Особый приказ (Митрофанов) - страница 131

Умов знает, что среди наставников находятся те, кто обсуждает с учениками не только смерть Страхова, но и других волшебников и систему обучения. От этих келейных разговоров, которые пересказываются шепотом между учениками, попахивает чем-то грязным и постыдным. Дело не в том, что они обсуждают кого бы то ни было за глаза. Они не задаются вопросами — они высказывают заранее подготовленные чужие ответы на мучившие их вопросы. Вечно осторожный Умов решает не вмешиваться в такие обсуждения.

Чернова явно знает больше остальных, но молчит. Лишь один раз она вмешивается в обсуждение.

— На Реке кто-то гибнет каждый год, — говорит она своим противным резким голосом. — Иногда гибнут и лучшие, неважно, по какой причине. Если вам есть что сказать дельного, идите и скажите тем, кто вас учит. Если же вы хотите шептаться по углам — не стоит делать этого при мне.

И Умов только укрепляется в своем решении не вмешиваться в эти споры.

* * *

Умов проснулся в привычное время, ранним утром. Пару минут он лежал молча, возвращаясь в реальность из отчетливого сна. Так и должно быть: после походов по чужой памяти ты будешь в первом же сне просматривать свою. Умов с шумом вдохнул. Сколько прошло с тех времен? Шесть лет? Иван помнил все эти события настолько четко, как будто еще вчера он бегал с тяжелой пищалью под окрики деда Сидора.

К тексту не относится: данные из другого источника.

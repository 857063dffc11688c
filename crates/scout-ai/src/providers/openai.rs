//! OpenAI Chat Completions adapter
//!
//! Also serves any OpenAI-compatible server via `base_url`; the Ollama
//! adapter reuses the wire types defined here.

use crate::{
    error::{Error, Result},
    stream::{EventStream, StreamEvent},
    types::{ChatRequest, ChatResponse, Message, StopReason, ToolCall, ToolDef, Usage},
};
use async_stream::stream;
use futures::StreamExt;
use reqwest_eventsource::{Event, EventSource};
use serde::{Deserialize, Serialize};

const DEFAULT_BASE_URL: &str = "https://api.openai.com/v1";

/// OpenAI Chat Completions client
pub struct OpenAiProvider {
    client: reqwest::Client,
    api_key: String,
    base_url: String,
}

impl OpenAiProvider {
    pub fn new(api_key: impl Into<String>, base_url: Option<String>) -> Self {
        Self {
            client: reqwest::Client::new(),
            api_key: api_key.into(),
            base_url: base_url.unwrap_or_else(|| DEFAULT_BASE_URL.to_string()),
        }
    }
}

#[async_trait::async_trait]
impl super::Provider for OpenAiProvider {
    fn name(&self) -> &'static str {
        "openai"
    }

    async fn chat(&self, request: &ChatRequest) -> Result<ChatResponse> {
        let body = build_wire_request(request, false);
        let url = format!("{}/chat/completions", self.base_url);

        tracing::debug!(url = %url, model = %request.model, "openai request");

        let response = self
            .client
            .post(&url)
            .bearer_auth(&self.api_key)
            .json(&body)
            .send()
            .await?;

        if !response.status().is_success() {
            let status = response.status();
            let text = response.text().await.unwrap_or_default();
            return Err(Error::api(status.as_str(), text));
        }

        parse_completion(response.json::<CompletionResponse>().await?)
    }

    async fn stream(&self, request: &ChatRequest) -> Result<EventStream> {
        let body = build_wire_request(request, true);
        let url = format!("{}/chat/completions", self.base_url);

        tracing::debug!(url = %url, model = %request.model, "openai stream request");

        let request_builder = self
            .client
            .post(&url)
            .bearer_auth(&self.api_key)
            .header("accept", "text/event-stream")
            .json(&body);

        let event_source = EventSource::new(request_builder)
            .map_err(|e| Error::Sse(format!("Failed to create event source: {}", e)))?;

        Ok(Box::pin(create_stream(event_source)))
    }
}

/// Translate Chat Completions SSE chunks into canonical stream events
fn create_stream(mut event_source: EventSource) -> impl futures::Stream<Item = StreamEvent> {
    stream! {
        let mut usage = Usage::default();
        let mut stop_reason = StopReason::Stop;
        // Tool call fragments accumulated by chunk index
        let mut partials: Vec<PartialToolCall> = vec![];
        let mut error_message: Option<String> = None;
        let mut completed = false;

        while let Some(event_result) = event_source.next().await {
            match event_result {
                Ok(Event::Open) => {}
                Ok(Event::Message(message)) => {
                    if message.data == "[DONE]" {
                        completed = true;
                        break;
                    }
                    let chunk: StreamChunk = match serde_json::from_str(&message.data) {
                        Ok(chunk) => chunk,
                        Err(_) => continue,
                    };
                    if let Some(chunk_usage) = chunk.usage {
                        usage = chunk_usage.into();
                    }
                    let Some(choice) = chunk.choices.into_iter().next() else {
                        continue;
                    };
                    if let Some(reason) = choice.finish_reason {
                        stop_reason = map_finish_reason(&reason);
                    }
                    if let Some(content) = choice.delta.content {
                        if !content.is_empty() {
                            yield StreamEvent::Text { delta: content };
                        }
                    }
                    for delta in choice.delta.tool_calls {
                        let index = delta.index as usize;
                        while partials.len() <= index {
                            partials.push(PartialToolCall::default());
                        }
                        let partial = &mut partials[index];
                        if let Some(id) = delta.id {
                            partial.id = id;
                        }
                        if let Some(function) = delta.function {
                            if let Some(name) = function.name {
                                partial.name = name;
                            }
                            if let Some(arguments) = function.arguments {
                                partial.arguments_json.push_str(&arguments);
                            }
                        }
                        if !partial.started && !partial.id.is_empty() && !partial.name.is_empty() {
                            partial.started = true;
                            yield StreamEvent::ToolCallStart {
                                call: ToolCall::new(
                                    partial.id.clone(),
                                    partial.name.clone(),
                                    serde_json::Value::Null,
                                ),
                            };
                        }
                    }
                }
                Err(reqwest_eventsource::Error::StreamEnded) => {
                    completed = true;
                    break;
                }
                Err(e) => {
                    error_message = Some(e.to_string());
                    break;
                }
            }
        }

        if let Some(message) = error_message {
            yield StreamEvent::Error { message };
        } else if completed {
            // Arguments are only structurally complete once the stream ends
            for partial in partials.drain(..) {
                if !partial.id.is_empty() {
                    yield StreamEvent::ToolCallEnd { call: partial.finish() };
                }
            }
            if usage.total_tokens == 0 {
                usage.total_tokens = usage.input_tokens + usage.output_tokens;
            }
            yield StreamEvent::Done { usage, stop_reason };
        }
    }
}

#[derive(Default)]
struct PartialToolCall {
    id: String,
    name: String,
    arguments_json: String,
    started: bool,
}

impl PartialToolCall {
    fn finish(self) -> ToolCall {
        let arguments = if self.arguments_json.is_empty() {
            serde_json::json!({})
        } else {
            serde_json::from_str(&self.arguments_json).unwrap_or(serde_json::Value::Null)
        };
        ToolCall::new(self.id, self.name, arguments)
    }
}

// ============================================================================
// Wire types (shared with the Ollama adapter)
// ============================================================================

#[derive(Debug, Serialize)]
pub(crate) struct WireRequest {
    model: String,
    messages: Vec<WireMessage>,
    max_tokens: u32,
    stream: bool,
    #[serde(skip_serializing_if = "Option::is_none")]
    tools: Option<Vec<WireTool>>,
    #[serde(skip_serializing_if = "Option::is_none")]
    stream_options: Option<StreamOptions>,
}

#[derive(Debug, Serialize)]
struct StreamOptions {
    include_usage: bool,
}

#[derive(Debug, Serialize)]
struct WireMessage {
    role: String,
    #[serde(skip_serializing_if = "Option::is_none")]
    content: Option<String>,
    #[serde(skip_serializing_if = "Option::is_none")]
    tool_calls: Option<Vec<WireToolCall>>,
    #[serde(skip_serializing_if = "Option::is_none")]
    tool_call_id: Option<String>,
}

#[derive(Debug, Serialize, Deserialize)]
struct WireToolCall {
    id: String,
    #[serde(rename = "type")]
    call_type: String,
    function: WireFunction,
}

#[derive(Debug, Serialize, Deserialize)]
struct WireFunction {
    name: String,
    /// JSON-encoded arguments object
    arguments: String,
}

#[derive(Debug, Serialize)]
struct WireTool {
    #[serde(rename = "type")]
    tool_type: String,
    function: WireToolFunction,
}

#[derive(Debug, Serialize)]
struct WireToolFunction {
    name: String,
    description: String,
    parameters: serde_json::Value,
}

pub(crate) fn build_wire_request(request: &ChatRequest, stream: bool) -> WireRequest {
    let mut messages = vec![];
    if !request.system.is_empty() {
        messages.push(WireMessage {
            role: "system".to_string(),
            content: Some(request.system.clone()),
            tool_calls: None,
            tool_call_id: None,
        });
    }
    for message in &request.messages {
        match message {
            Message::User { content } => messages.push(WireMessage {
                role: "user".to_string(),
                content: Some(content.clone()),
                tool_calls: None,
                tool_call_id: None,
            }),
            Message::Assistant {
                content,
                tool_calls,
            } => messages.push(WireMessage {
                role: "assistant".to_string(),
                content: content.clone(),
                tool_calls: if tool_calls.is_empty() {
                    None
                } else {
                    Some(
                        tool_calls
                            .iter()
                            .map(|call| WireToolCall {
                                id: call.id.clone(),
                                call_type: "function".to_string(),
                                function: WireFunction {
                                    name: call.name.clone(),
                                    arguments: call.arguments.to_string(),
                                },
                            })
                            .collect(),
                    )
                },
                tool_call_id: None,
            }),
            Message::Tool {
                tool_call_id,
                content,
                ..
            } => messages.push(WireMessage {
                role: "tool".to_string(),
                content: Some(content.clone()),
                tool_calls: None,
                tool_call_id: Some(tool_call_id.clone()),
            }),
        }
    }

    WireRequest {
        model: request.model.clone(),
        messages,
        max_tokens: request.max_tokens,
        stream,
        tools: if request.tools.is_empty() {
            None
        } else {
            Some(convert_tools(&request.tools))
        },
        stream_options: stream.then_some(StreamOptions {
            include_usage: true,
        }),
    }
}

fn convert_tools(tools: &[ToolDef]) -> Vec<WireTool> {
    tools
        .iter()
        .map(|tool| WireTool {
            tool_type: "function".to_string(),
            function: WireToolFunction {
                name: tool.name.clone(),
                description: tool.description.clone(),
                parameters: tool.parameters.clone(),
            },
        })
        .collect()
}

// ============================================================================
// Response types
// ============================================================================

#[derive(Debug, Deserialize)]
pub(crate) struct CompletionResponse {
    choices: Vec<CompletionChoice>,
    usage: Option<WireUsage>,
}

#[derive(Debug, Deserialize)]
struct CompletionChoice {
    message: CompletionMessage,
    finish_reason: Option<String>,
}

#[derive(Debug, Deserialize)]
struct CompletionMessage {
    content: Option<String>,
    #[serde(default)]
    tool_calls: Vec<WireToolCall>,
}

#[derive(Debug, Deserialize)]
struct WireUsage {
    #[serde(default)]
    prompt_tokens: u32,
    #[serde(default)]
    completion_tokens: u32,
    #[serde(default)]
    total_tokens: u32,
}

impl From<WireUsage> for Usage {
    fn from(wire: WireUsage) -> Self {
        Usage {
            input_tokens: wire.prompt_tokens,
            output_tokens: wire.completion_tokens,
            total_tokens: wire.total_tokens,
        }
    }
}

#[derive(Debug, Deserialize)]
struct StreamChunk {
    #[serde(default)]
    choices: Vec<StreamChoice>,
    usage: Option<WireUsage>,
}

#[derive(Debug, Deserialize)]
struct StreamChoice {
    delta: StreamDelta,
    finish_reason: Option<String>,
}

#[derive(Debug, Deserialize, Default)]
struct StreamDelta {
    content: Option<String>,
    #[serde(default)]
    tool_calls: Vec<ToolCallDelta>,
}

#[derive(Debug, Deserialize)]
struct ToolCallDelta {
    #[serde(default)]
    index: u32,
    id: Option<String>,
    function: Option<FunctionDelta>,
}

#[derive(Debug, Deserialize)]
struct FunctionDelta {
    name: Option<String>,
    arguments: Option<String>,
}

pub(crate) fn parse_completion(response: CompletionResponse) -> Result<ChatResponse> {
    let usage = response.usage.map(Usage::from).unwrap_or_default();
    let choice = response
        .choices
        .into_iter()
        .next()
        .ok_or_else(|| Error::UnexpectedResponse("no choices in completion".into()))?;

    let tool_calls = choice
        .message
        .tool_calls
        .into_iter()
        .map(|call| {
            let arguments = if call.function.arguments.is_empty() {
                serde_json::json!({})
            } else {
                serde_json::from_str(&call.function.arguments)
                    .unwrap_or(serde_json::Value::Null)
            };
            ToolCall::new(call.id, call.function.name, arguments)
        })
        .collect();

    let stop_reason = choice
        .finish_reason
        .as_deref()
        .map(map_finish_reason)
        .unwrap_or(StopReason::Stop);

    Ok(ChatResponse {
        content: choice.message.content.unwrap_or_default(),
        tool_calls,
        stop_reason,
        usage,
    })
}

pub(crate) fn map_finish_reason(reason: &str) -> StopReason {
    match reason {
        "length" => StopReason::Length,
        "tool_calls" => StopReason::ToolUse,
        _ => StopReason::Stop,
    }
}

Все эти воспоминания связывало одно: каждый раз он выбирал остаться в стороне. В конце концов его привычка ни во что не лезть сыграла с ним злую шутку. Слишком долго, в слишком многих ситуациях вырабатывалась эта привычка. Настолько долго, что в те моменты, когда можно было лезть и вмешиваться, он предпочел не рисковать. Он не принимал на себя командование, когда мог. Не было группы, которая хоть раз работала бы под его руководством. За это он и поплатился. Умов прикрыл глаза и вспомнил тот момент, до которого сон так и не добрался.

— Надо было соглашаться, когда предлагали, — сказал Седов. — Тебе ведь предлагали?

В покоях Седова крепкий старик выглядел по-настоящему древним и могущественным. Он казался частью этих покоев, слившимся с книгами и диковинными приборами. Стоя перед столом начальника башни, Умов чувствовал себя нашкодившим мальчишкой.

— Предлагали, Василий Владимирович, — сказал Умов, и сейчас в его устах даже признание факта выглядело попыткой оправдаться.

— Ты пятый среди выпускников, — тяжело сказал Седов. — Мы оставляем двоих. Печально то, что ты мог бы стать третьим или даже вторым. Понимаешь ли ты, чего именно тебе не хватило?

— Решительности.

— Не совсем, но очень близко к этому. Сядь, — Седов протянул сухую жилистую руку к лавке напротив, — Я видел, что ты не участвовал ни в чем, что выходило бы за границы твоих прямых обязанностей. Все, что ты делал, ты делал ровно от сих до сих. Это так?